## Work instructions
Restate word for word the lines of the entries below, starting with the line that holds "fn final_path(&self, hash: &str)" and ending with the line that holds "verifying first that", and no others.

"""

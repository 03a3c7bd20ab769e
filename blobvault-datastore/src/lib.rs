//! Content-addressed, deduplicating chunk storage: the filesystem-backed
//! blob store, the concurrent ingest pipeline that feeds it, streamed
//! reconstruction of files from their manifests, and reference-counted
//! garbage collection on delete.
//!
//! This crate knows nothing about HTTP or any particular database driver.
//! It defines narrow traits ([`ingest::ChunkIndex`], [`ingest::ManifestSink`],
//! [`stream::FileLookup`], [`gc::DeletionIndex`]) for the relational state it
//! needs, and leaves implementing them to the caller.

pub mod chunk_store;
pub mod error;
pub mod gc;
pub mod hash;
pub mod ingest;
pub mod stream;

pub use chunk_store::ChunkStore;
pub use error::{Error, Result};
pub use gc::{DeletionIndex, GarbageCollector, GcResult};
pub use ingest::{ChunkIndex, IngestConfig, IngestPipeline, IngestStats, ManifestEntry, ManifestSink};
pub use stream::{FileLookup, StreamAssembler};
use std::fs;
use std::io::{Read, Write};
use std::path::{Path, PathBuf};

use anyhow::format_err;

use crate::error::{Error, Result};
use crate::hash::validate_hash;

/// Content-addressed blob store on a local filesystem. A blob with hash `H`
/// lives at `{base}/{H[0:2]}/{H[2:4]}/{H}`; two levels of 256-way fan-out keep
/// directories small at scale.
///
/// All methods are synchronous; callers on an async runtime are expected to
/// run them via `tokio::task::spawn_blocking` (see [`ChunkStore::put_async`]
/// and friends) rather than block the executor directly.
pub struct ChunkStore {
    base: PathBuf,
}

fn prefix_for(hash: &str) -> (&str, &str) {
    (&hash[0..2], &hash[2..4])
}

impl ChunkStore {
    /// Opens (creating if absent) a chunk store rooted at `base`.
    pub fn open<P: Into<PathBuf>>(base: P) -> Result<Self> {
        let base = base.into();
        if !base.is_absolute() {
            return Err(
                format_err!("chunk store base path must be absolute, got {base:?}").into(),
            );
        }
        fs::create_dir_all(&base)
            .map_err(|err| format_err!("unable to create chunk store at {base:?}: {err}"))?;
        Ok(Self { base })
    }

    pub fn base(&self) -> &Path {
        &self.base
    }

    fn final_path(&self, hash: &str) -> PathBuf {
        let (a, b) = prefix_for(hash);
        self.base.join(a).join(b).join(hash)
    }

    /// Writes `data` under `hash`, verifying first that `hash` is in fact
    /// the caller's claimed address (callers are expected to hash before
    /// calling Put, but a mismatch here would silently corrupt the store).
    pub fn put(&self, hash: &str, data: &[u8]) -> Result<()> {
        validate_hash(hash)?;

        let final_path = self.final_path(hash);
        if final_path.is_file() {
            return Ok(());
        }

        let dir = final_path
            .parent()
            .ok_or_else(|| format_err!("chunk path {final_path:?} has no parent"))?;
        fs::create_dir_all(dir)?;

        let mut tmp = tempfile::Builder::new()
            .prefix(&format!("{hash}.tmp-"))
            .tempfile_in(dir)
            .map_err(|err| format_err!("creating temp file for chunk {hash} failed: {err}"))?;

        tmp.write_all(data)
            .map_err(|err| format_err!("writing chunk {hash} failed: {err}"))?;
        tmp.as_file_mut()
            .sync_all()
            .map_err(|err| format_err!("fsync for chunk {hash} failed: {err}"))?;

        match tmp.persist(&final_path) {
            Ok(_) => Ok(()),
            // another writer won the race; by content addressing its bytes
            // must be identical to ours.
            Err(err) if final_path.is_file() => {
                drop(err);
                Ok(())
            }
            Err(err) => Err(format_err!("renaming chunk {hash} into place failed: {err}").into()),
        }
    }

    /// Reads the full contents of `hash`. Returns `Error::NotFound` if absent.
    pub fn get(&self, hash: &str) -> Result<Vec<u8>> {
        validate_hash(hash)?;
        let path = self.final_path(hash);
        let mut file = match fs::File::open(&path) {
            Ok(f) => f,
            Err(err) if err.kind() == std::io::ErrorKind::NotFound => return Err(Error::NotFound),
            Err(err) => return Err(err.into()),
        };
        let size = file.metadata()?.len() as usize;
        let mut buf = Vec::with_capacity(size);
        file.read_to_end(&mut buf)?;
        Ok(buf)
    }

    pub fn exists(&self, hash: &str) -> Result<bool> {
        validate_hash(hash)?;
        Ok(self.final_path(hash).is_file())
    }

    /// Removes the blob for `hash` and best-effort cleans up now-possibly-empty
    /// parent directories. Absence is not an error.
    pub fn delete(&self, hash: &str) -> Result<()> {
        validate_hash(hash)?;
        let path = self.final_path(hash);
        match fs::remove_file(&path) {
            Ok(()) => {}
            Err(err) if err.kind() == std::io::ErrorKind::NotFound => {}
            Err(err) => return Err(err.into()),
        }
        if let Some(dir) = path.parent() {
            let _ = fs::remove_dir(dir);
            if let Some(parent) = dir.parent() {
                let _ = fs::remove_dir(parent);
            }
        }
        Ok(())
    }

    pub async fn put_async(self: &std::sync::Arc<Self>, hash: String, data: Vec<u8>) -> Result<()> {
        let store = self.clone();
        tokio::task::spawn_blocking(move || store.put(&hash, &data))
            .await
            .map_err(|err| format_err!("chunk store task panicked: {err}"))?
    }

    pub async fn get_async(self: &std::sync::Arc<Self>, hash: String) -> Result<Vec<u8>> {
        let store = self.clone();
        tokio::task::spawn_blocking(move || store.get(&hash))
            .await
            .map_err(|err| format_err!("chunk store task panicked: {err}"))?
    }

    pub async fn exists_async(self: &std::sync::Arc<Self>, hash: String) -> Result<bool> {
        let store = self.clone();
        tokio::task::spawn_blocking(move || store.exists(&hash))
            .await
            .map_err(|err| format_err!("chunk store task panicked: {err}"))?
    }

    pub async fn delete_async(self: &std::sync::Arc<Self>, hash: String) -> Result<()> {
        let store = self.clone();
        tokio::task::spawn_blocking(move || store.delete(&hash))
            .await
            .map_err(|err| format_err!("chunk store task panicked: {err}"))?
    }
}

#[cfg(test)]
mod tests {
    use super::*;
    use crate::hash::digest_hex;

    fn open_temp() -> (tempfile::TempDir, ChunkStore) {
        let dir = tempfile::tempdir().unwrap();
        let store = ChunkStore::open(dir.path()).unwrap();
        (dir, store)
    }

    #[test]
    fn put_then_get_round_trips() {
        let (_dir, store) = open_temp();
        let data = b"hello chunk store";
        let hash = digest_hex(data);
        store.put(&hash, data).unwrap();
        assert!(store.exists(&hash).unwrap());
        assert_eq!(store.get(&hash).unwrap(), data);
    }

    #[test]
    fn put_is_idempotent() {
        let (_dir, store) = open_temp();
        let data = b"same content";
        let hash = digest_hex(data);
        store.put(&hash, data).unwrap();
        store.put(&hash, data).unwrap();
        assert_eq!(store.get(&hash).unwrap(), data);
    }

    #[test]
    fn get_missing_is_not_found() {
        let (_dir, store) = open_temp();
        let hash = digest_hex(b"never written");
        assert!(matches!(store.get(&hash), Err(Error::NotFound)));
    }

    #[test]
    fn delete_removes_blob_and_is_idempotent() {
        let (_dir, store) = open_temp();
        let data = b"to be deleted";
        let hash = digest_hex(data);
        store.put(&hash, data).unwrap();
        store.delete(&hash).unwrap();
        assert!(!store.exists(&hash).unwrap());
        store.delete(&hash).unwrap();
    }

    #[test]
    fn rejects_malformed_hash() {
        let (_dir, store) = open_temp();
        assert!(store.put("not-a-hash", b"x").is_err());
        assert!(store.get("short").is_err());
    }

    #[test]
    fn path_layout_uses_two_level_fanout() {
        let (_dir, store) = open_temp();
        let data = b"fanout check";
        let hash = digest_hex(data);
        store.put(&hash, data).unwrap();
        let expected = store.base().join(&hash[0..2]).join(&hash[2..4]).join(&hash);
        assert!(expected.is_file());
    }
}
//! Shared-secret gate applied to every route except `/healthz`: the caller
//! must present the configured key via the `X-API-Key` header or the
//! `api_key` query parameter.

use axum::extract::{Request, State};
use axum::http::{HeaderMap, StatusCode};
use axum::middleware::Next;
use axum::response::{IntoResponse, Response};
use serde_json::json;
use std::sync::Arc;

use crate::AppState;

fn extract_key(headers: &HeaderMap, query: &str) -> Option<String> {
    if let Some(value) = headers.get("X-API-Key") {
        if let Ok(value) = value.to_str() {
            return Some(value.to_string());
        }
    }
    for pair in query.split('&') {
        if let Some(value) = pair.strip_prefix("api_key=") {
            return Some(value.to_string());
        }
    }
    None
}

pub async fn require_api_key(
    State(state): State<Arc<AppState>>,
    request: Request,
    next: Next,
) -> Response {
    let query = request.uri().query().unwrap_or("");
    let presented = extract_key(request.headers(), query);

    match presented {
        Some(key) if key == state.config.middleware_key => next.run(request).await,
        _ => (
            StatusCode::UNAUTHORIZED,
            axum::Json(json!({ "code": 401, "status": "UNAUTHORIZED" })),
        )
            .into_response(),
    }
}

"""

## Result of the task
    fn final_path(&self, hash: &str) -> PathBuf {
        let (a, b) = prefix_for(hash);
        self.base.join(a).join(b).join(hash)
    }

    /// Writes `data` under `hash`, verifying first that `hash` is in fact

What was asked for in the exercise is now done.